_Saved entries_
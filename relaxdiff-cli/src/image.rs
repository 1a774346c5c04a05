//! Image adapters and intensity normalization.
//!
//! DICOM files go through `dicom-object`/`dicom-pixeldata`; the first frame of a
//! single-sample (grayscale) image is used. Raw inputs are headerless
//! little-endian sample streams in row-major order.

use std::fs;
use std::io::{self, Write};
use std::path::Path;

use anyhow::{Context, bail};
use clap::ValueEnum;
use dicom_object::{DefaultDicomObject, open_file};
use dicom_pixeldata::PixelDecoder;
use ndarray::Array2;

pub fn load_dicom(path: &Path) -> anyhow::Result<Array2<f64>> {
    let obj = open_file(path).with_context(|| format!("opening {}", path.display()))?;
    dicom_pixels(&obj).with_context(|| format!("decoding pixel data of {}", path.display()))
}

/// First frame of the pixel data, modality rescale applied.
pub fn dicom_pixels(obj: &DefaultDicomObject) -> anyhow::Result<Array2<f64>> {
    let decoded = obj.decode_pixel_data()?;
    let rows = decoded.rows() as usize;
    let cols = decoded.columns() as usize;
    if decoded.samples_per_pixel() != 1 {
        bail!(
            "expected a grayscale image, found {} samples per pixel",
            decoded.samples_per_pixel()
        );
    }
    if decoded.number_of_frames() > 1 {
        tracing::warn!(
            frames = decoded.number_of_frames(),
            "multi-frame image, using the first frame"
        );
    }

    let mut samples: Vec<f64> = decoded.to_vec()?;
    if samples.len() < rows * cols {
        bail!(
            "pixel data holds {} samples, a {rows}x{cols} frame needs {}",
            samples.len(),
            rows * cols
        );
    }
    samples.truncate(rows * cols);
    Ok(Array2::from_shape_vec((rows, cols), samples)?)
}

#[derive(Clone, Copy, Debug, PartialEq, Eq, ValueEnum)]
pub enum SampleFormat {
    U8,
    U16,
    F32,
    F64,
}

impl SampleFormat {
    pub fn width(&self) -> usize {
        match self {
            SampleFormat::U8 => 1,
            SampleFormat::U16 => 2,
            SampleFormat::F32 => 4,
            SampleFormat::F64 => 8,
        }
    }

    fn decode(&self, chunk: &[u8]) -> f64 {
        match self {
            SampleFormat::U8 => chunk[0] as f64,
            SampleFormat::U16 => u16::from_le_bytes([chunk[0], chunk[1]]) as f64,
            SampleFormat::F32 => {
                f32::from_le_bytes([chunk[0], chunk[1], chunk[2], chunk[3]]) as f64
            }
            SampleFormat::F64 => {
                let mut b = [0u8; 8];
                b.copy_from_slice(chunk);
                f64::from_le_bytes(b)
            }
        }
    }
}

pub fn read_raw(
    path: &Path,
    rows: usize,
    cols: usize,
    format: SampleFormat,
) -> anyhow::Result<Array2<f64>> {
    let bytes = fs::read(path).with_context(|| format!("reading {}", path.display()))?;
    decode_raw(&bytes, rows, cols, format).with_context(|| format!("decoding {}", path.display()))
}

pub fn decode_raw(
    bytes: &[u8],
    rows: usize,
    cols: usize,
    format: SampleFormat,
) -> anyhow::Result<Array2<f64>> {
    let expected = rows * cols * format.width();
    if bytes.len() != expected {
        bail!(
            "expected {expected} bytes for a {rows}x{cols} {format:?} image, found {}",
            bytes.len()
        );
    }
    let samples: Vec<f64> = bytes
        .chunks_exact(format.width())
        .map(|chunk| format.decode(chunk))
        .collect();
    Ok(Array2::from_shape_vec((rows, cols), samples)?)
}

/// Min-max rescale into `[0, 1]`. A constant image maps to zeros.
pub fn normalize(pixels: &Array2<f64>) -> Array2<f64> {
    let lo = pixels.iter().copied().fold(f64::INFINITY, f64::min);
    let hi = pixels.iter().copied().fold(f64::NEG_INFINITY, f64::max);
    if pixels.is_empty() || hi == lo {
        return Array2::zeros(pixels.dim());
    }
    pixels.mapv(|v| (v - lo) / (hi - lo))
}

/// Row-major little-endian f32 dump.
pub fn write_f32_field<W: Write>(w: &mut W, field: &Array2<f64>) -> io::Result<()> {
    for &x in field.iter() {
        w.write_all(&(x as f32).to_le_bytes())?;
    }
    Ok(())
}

_WORK ITEM_
Please copy each entry. Leave nothing out.

_TASK SOLUTION_
filename relaxdiff-cli/src/image.rs
repository 1a774346c5c04a05
//! Image adapters and intensity normalization.
//!
//! DICOM files go through `dicom-object`/`dicom-pixeldata`; the first frame of a
//! single-sample (grayscale) image is used. Raw inputs are headerless
//! little-endian sample streams in row-major order.

use std::fs;
use std::io::{self, Write};
use std::path::Path;

use anyhow::{Context, bail};
use clap::ValueEnum;
use dicom_object::{DefaultDicomObject, open_file};
use dicom_pixeldata::PixelDecoder;
use ndarray::Array2;

pub fn load_dicom(path: &Path) -> anyhow::Result<Array2<f64>> {
    let obj = open_file(path).with_context(|| format!("opening {}", path.display()))?;
    dicom_pixels(&obj).with_context(|| format!("decoding pixel data of {}", path.display()))
}

/// First frame of the pixel data, modality rescale applied.
pub fn dicom_pixels(obj: &DefaultDicomObject) -> anyhow::Result<Array2<f64>> {
    let decoded = obj.decode_pixel_data()?;
    let rows = decoded.rows() as usize;
    let cols = decoded.columns() as usize;
    if decoded.samples_per_pixel() != 1 {
        bail!(
            "expected a grayscale image, found {} samples per pixel",
            decoded.samples_per_pixel()
        );
    }
    if decoded.number_of_frames() > 1 {
        tracing::warn!(
            frames = decoded.number_of_frames(),
            "multi-frame image, using the first frame"
        );
    }

    let mut samples: Vec<f64> = decoded.to_vec()?;
    if samples.len() < rows * cols {
        bail!(
            "pixel data holds {} samples, a {rows}x{cols} frame needs {}",
            samples.len(),
            rows * cols
        );
    }
    samples.truncate(rows * cols);
    Ok(Array2::from_shape_vec((rows, cols), samples)?)
}

#[derive(Clone, Copy, Debug, PartialEq, Eq, ValueEnum)]
pub enum SampleFormat {
    U8,
    U16,
    F32,
    F64,
}

impl SampleFormat {
    pub fn width(&self) -> usize {
        match self {
            SampleFormat::U8 => 1,
            SampleFormat::U16 => 2,
            SampleFormat::F32 => 4,
            SampleFormat::F64 => 8,
        }
    }

    fn decode(&self, chunk: &[u8]) -> f64 {
        match self {
            SampleFormat::U8 => chunk[0] as f64,
            SampleFormat::U16 => u16::from_le_bytes([chunk[0], chunk[1]]) as f64,
            SampleFormat::F32 => {
                f32::from_le_bytes([chunk[0], chunk[1], chunk[2], chunk[3]]) as f64
            }
            SampleFormat::F64 => {
                let mut b = [0u8; 8];
                b.copy_from_slice(chunk);
                f64::from_le_bytes(b)
            }
        }
    }
}

pub fn read_raw(
    path: &Path,
    rows: usize,
    cols: usize,
    format: SampleFormat,
) -> anyhow::Result<Array2<f64>> {
    let bytes = fs::read(path).with_context(|| format!("reading {}", path.display()))?;
    decode_raw(&bytes, rows, cols, format).with_context(|| format!("decoding {}", path.display()))
}

pub fn decode_raw(
    bytes: &[u8],
    rows: usize,
    cols: usize,
    format: SampleFormat,
) -> anyhow::Result<Array2<f64>> {
    let expected = rows * cols * format.width();
    if bytes.len() != expected {
        bail!(
            "expected {expected} bytes for a {rows}x{cols} {format:?} image, found {}",
            bytes.len()
        );
    }
    let samples: Vec<f64> = bytes
        .chunks_exact(format.width())
        .map(|chunk| format.decode(chunk))
        .collect();
    Ok(Array2::from_shape_vec((rows, cols), samples)?)
}

/// Min-max rescale into `[0, 1]`. A constant image maps to zeros.
pub fn normalize(pixels: &Array2<f64>) -> Array2<f64> {
    let lo = pixels.iter().copied().fold(f64::INFINITY, f64::min);
    let hi = pixels.iter().copied().fold(f64::NEG_INFINITY, f64::max);
    if pixels.is_empty() || hi == lo {
        return Array2::zeros(pixels.dim());
    }
    pixels.mapv(|v| (v - lo) / (hi - lo))
}

/// Row-major little-endian f32 dump.
pub fn write_f32_field<W: Write>(w: &mut W, field: &Array2<f64>) -> io::Result<()> {
    for &x in field.iter() {
        w.write_all(&(x as f32).to_le_bytes())?;
    }
    Ok(())
}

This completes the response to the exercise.